Check your complacency. That initial passion is tough to maintain. Burning the candle at both ends, throwing all you have into making your idea a success takes a lot of energy. Once you feel on stable ground, it is easy, and maybe even necessary, to go into cruise control. Enjoy your success, breathe. Just don’t do it for too long, because on cruise, you aren’t planning your next step.

Consider what you are willing and able to do next. A significant investment of time, money and resources, making difficult decisions about core services and core employees, even going for a time without income are possibilities. How many difficult decisions are you willing to make?

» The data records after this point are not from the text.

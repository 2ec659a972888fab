//! Error types for grid construction and field access.

use std::fmt;

/// Errors arising from grid construction or checked field access.
#[derive(Debug, Clone, PartialEq)]
pub enum GridError {
    /// Attempted to construct a grid with zero interior cells.
    EmptyGrid,
    /// The interior resolution exceeds the supported maximum.
    DimensionTooLarge {
        /// The requested resolution.
        value: u32,
        /// The maximum supported resolution.
        max: u32,
    },
    /// A rate parameter is negative or non-finite.
    InvalidParameter {
        /// Name of the offending parameter.
        name: &'static str,
        /// The rejected value.
        value: f64,
    },
    /// A coordinate lies outside the padded grid `[0, n+1] x [0, n+1]`.
    IndexOutOfBounds {
        /// The offending row.
        row: u32,
        /// The offending column.
        col: u32,
        /// The padded side length of the grid (`n + 2`).
        side: usize,
    },
    /// An impulse targeted a boundary cell. Boundary cells are derived
    /// from interior neighbours and are never driven directly.
    BoundaryInjection {
        /// The offending row.
        row: u32,
        /// The offending column.
        col: u32,
    },
}

impl fmt::Display for GridError {
    fn fmt(&self, f: &mut fmt::Formatter<'_>) -> fmt::Result {
        match self {
            Self::EmptyGrid => write!(f, "grid must have at least one interior cell"),
            Self::DimensionTooLarge { value, max } => {
                write!(f, "resolution {value} exceeds maximum {max}")
            }
            Self::InvalidParameter { name, value } => {
                write!(f, "{name} must be finite and >= 0, got {value}")
            }
            Self::IndexOutOfBounds { row, col, side } => {
                write!(f, "cell ({row}, {col}) out of bounds: [0, {side}) x [0, {side})")
            }
            Self::BoundaryInjection { row, col } => {
                write!(f, "cell ({row}, {col}) is a boundary cell; impulses must target interior cells")
            }
        }
    }
}

impl std::error::Error for GridError {}
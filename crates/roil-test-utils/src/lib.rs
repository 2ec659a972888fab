//! Deterministic fixtures for the Roil test suites and benchmarks.
//!
//! Everything here is seeded: identical seeds produce identical fields,
//! so tests built on these fixtures can assert bitwise reproducibility.

#![deny(missing_docs)]
#![deny(rustdoc::broken_intra_doc_links)]
#![forbid(unsafe_code)]

mod fixtures;

pub use fixtures::{central_vortex, fill_interior, seed_random_flow, seeded_rng};
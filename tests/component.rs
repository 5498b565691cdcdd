use leptos::prelude::*;
use leptos_ssr_fetch::{
    component::{expect_fetch_data, SsrFetchData},
    FetchComponent, PropMap, PropValue, RouteParams, ServerPayload,
};

#[cfg(feature = "ssr")]
mod ssr {
    pub use futures::StreamExt;
}
#[cfg(feature = "ssr")]
use ssr::*;

// Server render pass coverage for the lifecycle wrapper: the client
// half (payload probing, re-fetching, loader transitions) is driven by
// browser-only effects and is covered by the state machine unit tests
// instead.

fn title(props: &PropMap) -> String {
    props
        .get("title")
        .and_then(PropValue::as_value)
        .and_then(|value| value.as_str())
        .map(String::from)
        .unwrap_or_default()
}

#[component]
fn Status() -> impl IntoView {
    let state = expect_fetch_data();
    let props = state.props();
    let loading = state.loading();
    view! {
        <p>
            "loading: " {move || loading.get().to_string()}
            ", title: " {move || title(&props.get())}
        </p>
    }
}

fn article() -> FetchComponent {
    FetchComponent::new("Article")
        .with_default_props(PropMap::from_iter([("title", "untitled")]))
}

#[component]
fn App(#[prop(optional, into)] payload: Option<ServerPayload>) -> impl IntoView {
    if let Some(payload) = payload {
        payload.provide();
    }
    view! {
        <SsrFetchData component=article() params=RwSignal::new(RouteParams::new())>
            <Status/>
        </SsrFetchData>
    }
}

#[cfg(feature = "ssr")]
#[tokio::test]
async fn embedded_payload_renders_without_loading() {
    let _owner = init_renderer();

    let payload = ServerPayload::new();
    payload.insert("Article", PropMap::from_iter([("title", "from the server")]));

    let app = view! { <App payload=payload.clone()/> };
    let html = app.to_html_stream_in_order().collect::<String>().await;

    assert!(html.contains("loading: <!>false"));
    assert!(html.contains("title: <!>from the server"));
    // the render pass reads without consuming; the same payload still
    // has to be serialized for the client
    assert!(!payload.is_empty());
}

#[cfg(feature = "ssr")]
#[tokio::test]
async fn missing_payload_renders_defaults_without_loading() {
    let _owner = init_renderer();

    let app = view! { <App/> };
    let html = app.to_html_stream_in_order().collect::<String>().await;

    // the server never shows a loader, even with nothing resolved
    assert!(html.contains("loading: <!>false"));
    assert!(html.contains("title: <!>untitled"));
}

#[cfg(feature = "ssr")]
#[tokio::test]
async fn payload_for_other_components_is_ignored() {
    let _owner = init_renderer();

    let payload = ServerPayload::new();
    payload.insert("Sidebar", PropMap::from_iter([("title", "elsewhere")]));

    let app = view! { <App payload=payload/> };
    let html = app.to_html_stream_in_order().collect::<String>().await;

    assert!(html.contains("title: <!>untitled"));
    assert!(!html.contains("elsewhere"));
}

#[cfg(feature = "ssr")]
fn init_renderer() -> Owner {
    let _ = any_spawner::Executor::init_tokio();
    let owner = Owner::new();
    owner.set();
    owner
}
//! This crate provides a small helper pattern for the Leptos web
//! framework that lets components declare a *fetch capability*: a
//! function producing the data the component needs before it can
//! render meaningfully.  Declared capabilities are resolved up front
//! during the server render pass and embedded into the delivered page;
//! when the embedded payload does not reach the client (or a component
//! was never covered by it), the same capability is re-resolved after
//! hydration, with a `loading` flag exposed to the wrapped subtree in
//! the meantime.
//!
//! ## Use case
//!
//! A page component frequently cannot render meaningfully until some
//! remote data is available, and neither can the child components it
//! composes.  Rather than wiring a resource into every one of them,
//! each component describes itself with a [`FetchComponent`]
//! descriptor: a display name, its default props, an optional
//! [`Fetcher`], and the ordered children it waits for.  The resolver
//! half of this crate ([`execute_fetch_data`] and the dependency-tree
//! variant [`fetch_data`]) turns such a descriptor into prop maps,
//! tolerating individual fetch failures so rendering can proceed with
//! partial data instead of blocking indefinitely.  The lifecycle half
//! (the [`SsrFetchData`](component::SsrFetchData) component) decides
//! *when* that resolution runs on the client and what the subtree gets
//! to see while it is pending.
//!
//! # Example
//!
//! ```
//! use leptos::prelude::*;
//! use leptos_ssr_fetch::{
//!     component::{expect_fetch_data, SsrFetchData},
//!     FetchComponent, FetchContext, FetchResult, PropMap, RouteParams, ServerPayload,
//! };
//!
//! // The descriptor is built once and cloned freely; resolution never
//! // mutates it.
//! fn article_descriptor() -> FetchComponent {
//!     FetchComponent::new("Article")
//!         .with_default_props(PropMap::from_iter([("title", "untitled")]))
//!         .with_fetcher(|_ctx: &FetchContext| {
//!             FetchResult::single(async {
//!                 // any awaitable producing props; transport is the
//!                 // caller's concern
//!                 Ok::<_, String>(PropMap::from_iter([("title", "A practical guide to...")]))
//!             })
//!         })
//! }
//!
//! #[component]
//! fn Article() -> impl IntoView {
//!     let state = expect_fetch_data();
//!     let props = state.props();
//!     let loading = state.loading();
//!     view! {
//!         <h1>{move || if loading.get() {
//!             "Loading...".to_string()
//!         } else {
//!             props.get().get("title").map(|v| v.to_string()).unwrap_or_default()
//!         }}</h1>
//!     }
//! }
//!
//! #[component]
//! fn App() -> impl IntoView {
//!     // typically derived from the router's matched params
//!     let params = RwSignal::new(RouteParams::new());
//!     view! {
//!         <SsrFetchData component=article_descriptor() params=params>
//!             <Article/>
//!         </SsrFetchData>
//!     }
//! }
//!
//! // At the hydration entry point, hand the embedded payload to the
//! // wrappers before mounting; without it they re-fetch client-side.
//! fn hydrate_with(embedded_json: &str) {
//!     if let Ok(payload) = ServerPayload::from_json(embedded_json) {
//!         payload.provide();
//!     }
//! }
//! ```
//!
//! On the server (with the `ssr` feature), the rendering entry point
//! resolves the whole tree first and serializes the outcome for the
//! page:
//!
//! ```ignore
//! let payload = resolve_to_payload(&descriptor, &ctx, &FetchOptions::default()).await;
//! payload.clone().provide();          // for the render pass itself
//! let embedded = payload.to_json()?;  // for the delivered page
//! ```
//!
//! # Feature Flags
#![cfg_attr(
    feature = "document-features",
    cfg_attr(doc, doc = ::document_features::document_features!())
)]

pub mod component;
pub mod fetch;
pub mod payload;
pub mod props;


#[cfg(feature = "ssr")]
pub use fetch::resolve_to_payload;
pub use fetch::{
    execute_fetch_data, fetch_data, FetchComponent, FetchContext, FetchDataError, FetchOptions,
    FetchResult, Fetcher, NamedFetch, RequestParts, ResolveFuture, ResponseParts, RouteParams,
};
pub use payload::{PayloadHandle, ServerPayload};
pub use props::{PropMap, PropValue, ERROR_PROP};
//! The lifecycle wrapper: a component that adapts a wrapped subtree so
//! it lazily resolves its own fetch data outside of server rendering,
//! exposing a `loading` flag while doing so.

#[cfg(not(feature = "ssr"))]
mod csr {
    pub use std::sync::{
        atomic::{AtomicUsize, Ordering},
        Arc,
    };

    pub use leptos::{logging, task::spawn_local};

    pub use crate::fetch::{execute_fetch_data, FetchContext, FetchOptions, RequestParts};
}

#[cfg(not(feature = "ssr"))]
use csr::*;

use leptos::{
    children::Children,
    component,
    context::{use_context, Provider},
    prelude::*,
    IntoView,
};

use crate::fetch::{FetchComponent, RouteParams};
use crate::payload::ServerPayload;
use crate::props::PropMap;

/// The wrapper's state machine.
///
/// `fetched` tracks whether a resolution pass has completed for the
/// current params identity; `params` is the last identity seen;
/// `recall_fetch_data` records that no embedded payload was found and
/// the resolver must be invoked; `loader_required` whether a loading
/// indicator should be shown meanwhile.
#[derive(Clone, Debug, PartialEq)]
pub(crate) struct Lifecycle {
    fetched: bool,
    params: RouteParams,
    recall_fetch_data: bool,
    loader_required: bool,
}

#[cfg_attr(feature = "ssr", allow(dead_code))]
impl Lifecycle {
    pub(crate) fn new(params: RouteParams) -> Self {
        Self {
            fetched: false,
            params,
            recall_fetch_data: false,
            loader_required: false,
        }
    }

    /// Record the latest params.  Moving away from previously recorded
    /// non-empty params invalidates a completed fetch; returns whether
    /// that reset happened.
    pub(crate) fn sync_params(&mut self, next: &RouteParams) -> bool {
        if !self.params.is_empty() && self.params != *next {
            self.params = next.clone();
            self.fetched = false;
            true
        } else {
            if self.params.is_empty() {
                self.params = next.clone();
            }
            false
        }
    }

    /// An embedded payload covered this instance: done, no loader.
    pub(crate) fn embedded_payload(&mut self) {
        self.fetched = true;
        self.recall_fetch_data = false;
        self.loader_required = false;
    }

    /// Nothing was embedded: the resolver must be (re)invoked and a
    /// loader shown until it completes.
    pub(crate) fn missing_payload(&mut self) {
        self.recall_fetch_data = true;
        self.loader_required = true;
    }

    /// A resolution pass finished, successfully or tolerably not.
    pub(crate) fn fetch_complete(&mut self) {
        self.fetched = true;
    }

    pub(crate) fn is_fetched(&self) -> bool {
        self.fetched
    }

    pub(crate) fn must_recall(&self) -> bool {
        self.recall_fetch_data
    }

    pub(crate) fn loading(&self, disabled: bool) -> bool {
        !self.fetched && self.loader_required && !disabled
    }
}

/// What [`SsrFetchData`] exposes to the subtree it wraps: the resolved
/// props for the wrapped descriptor and the loading flag.
#[derive(Clone)]
pub struct FetchState {
    props: ArcReadSignal<PropMap>,
    loading: Signal<bool>,
}

impl FetchState {
    /// The instance's resolved props: the descriptor's defaults,
    /// enriched by the embedded payload or a client-side fetch as they
    /// arrive.
    pub fn props(&self) -> ArcReadSignal<PropMap> {
        self.props.clone()
    }

    /// Whether a client-side fetch is in flight with nothing to show
    /// for it yet.  Always `false` during the server render pass.
    pub fn loading(&self) -> Signal<bool> {
        self.loading
    }
}

/// The [`FetchState`] provided by the nearest enclosing
/// [`SsrFetchData`], if any.
pub fn use_fetch_data() -> Option<FetchState> {
    use_context::<FetchState>()
}

/// As [`use_fetch_data`], panicking when no [`SsrFetchData`] encloses
/// the caller.
pub fn expect_fetch_data() -> FetchState {
    expect_context::<FetchState>()
}

/// Wraps a subtree so its fetch data resolves across SSR and
/// hydration.
///
/// On the server the data is expected to have been resolved up front
/// into a provided [`ServerPayload`]; the matching entry is merged
/// into the instance props and no loader is ever shown.  On the
/// client, the first render pass after hydration consumes the payload
/// entry for the descriptor's name; when none was embedded, the
/// resolver is invoked with a stubbed request context and the subtree
/// sees `loading == true` until it settles.  A change of the params
/// identity invalidates a completed fetch and runs the pass again.
///
/// The wrapped subtree reads the outcome through [`use_fetch_data`];
/// the descriptor itself is also provided as context so the wrapper
/// stays transparent to further composition.
#[component]
pub fn SsrFetchData(
    /// Descriptor for the wrapped subtree.
    component: FetchComponent,
    /// Route-match parameters that define the fetch identity.
    #[prop(into)]
    params: Signal<RouteParams>,
    /// Disables payload probing and fetching for this render.
    #[prop(optional)]
    disable_fetch_data: bool,
    children: Children,
) -> impl IntoView {
    let props = ArcRwSignal::new(component.default_props().clone());
    let lifecycle = ArcRwSignal::new(Lifecycle::new(params.get_untracked()));

    #[cfg(feature = "ssr")]
    {
        // The server resolves data before producing markup; merge
        // whatever the entry point embedded without consuming it, as
        // the payload still has to reach the client intact.
        if let Some(embedded) = ServerPayload::handle().get(component.name()) {
            props.update(|map| map.merge(embedded));
        }
    }

    #[cfg(not(feature = "ssr"))]
    {
        let generation = Arc::new(AtomicUsize::new(0));
        on_cleanup({
            let generation = generation.clone();
            move || {
                // anything still in flight is stale once the instance
                // is gone
                generation.fetch_add(1, Ordering::Relaxed);
            }
        });

        let handle = ServerPayload::handle();
        Effect::new({
            let component = component.clone();
            let props = props.clone();
            let lifecycle = lifecycle.clone();
            move |_| {
                let next = params.get();
                if disable_fetch_data {
                    return;
                }
                lifecycle.update(|lc| {
                    lc.sync_params(&next);
                });
                if lifecycle.with_untracked(Lifecycle::is_fetched) {
                    return;
                }

                if let Some(embedded) = handle.take(component.name()) {
                    props.update(|map| map.merge(embedded));
                    lifecycle.update(Lifecycle::embedded_payload);
                } else {
                    lifecycle.update(Lifecycle::missing_payload);
                }
                if !lifecycle.with_untracked(Lifecycle::must_recall) {
                    return;
                }

                let attempt = generation.fetch_add(1, Ordering::Relaxed) + 1;
                let ctx = FetchContext::new(next).with_request(RequestParts::stub());
                let component = component.clone();
                let props = props.clone();
                let lifecycle = lifecycle.clone();
                let generation = generation.clone();
                spawn_local(async move {
                    let resolved =
                        execute_fetch_data(&component, ctx, &FetchOptions::default()).await;
                    if generation.load(Ordering::Relaxed) != attempt {
                        // the instance re-parameterized or unmounted
                        // while this was in flight; discard rather
                        // than apply
                        return;
                    }
                    match resolved {
                        Ok(fetched) => props.update(|map| map.merge(fetched)),
                        Err(err) => logging::warn!(
                            "failed to fetch props for {}; rendering anyway: {err}",
                            component.name(),
                        ),
                    }
                    lifecycle.update(Lifecycle::fetch_complete);
                });
            }
        });
    }

    let state = FetchState {
        props: props.read_only(),
        loading: Signal::derive({
            let lifecycle = lifecycle.clone();
            move || lifecycle.with(|lc| lc.loading(disable_fetch_data))
        }),
    };

    view! {
        <Provider value=state>
            <Provider value=component>
                {children()}
            </Provider>
        </Provider>
    }
}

Financial investment is likely a necessity. Securing additional capital to build your technology infrastructure, devote resources to research and development of new services or products, hire new talent, increase your fleet, or jump-start your marketing, can pump new life into a stalling business. It takes planning, control, and risk.

New hires and new fires. Do you need to hire a second tier of managers to grow a product line or diversify your marketing push? Alternatively, do you need to let someone go, who may have contributed to the initial growth of your business, but has been outgrown? Neither are easy prospects.

For new talent, mine your connections through online avenues like LinkedIn, and be ready to offer a suitable onboard package for upper to mid-level managers. This might mean looking for alternative lending options to boost your cash flow, or taking a drastic pay cut yourself to boost the potential new-hire budget. Use online resources like this cost-per-hire calculator or this bad-hire-calculator, which helps you understand the implications of making the wrong pick (as much as $50,000 for one bad hire).

You are an entrepreneur, a small business owner, but not an HR expert. If you have to let, an employee go, do your research first to avoid issues later. However, if the separation is one you deem necessary for the continued growth of your company, make it happen.

Introspection and monitoring are necessities for every business, no matter the size or industry, but small businesses fall more easily into the trap of not seeing the forest for the trees. Working tirelessly on day-to-day issues, focusing on today and not the future, until the future mirrors the SBLIs predictions of a slowdown. The dreaded plateau is inevitable but beatable.

Has your small business hit a plateau? How are you pushing past?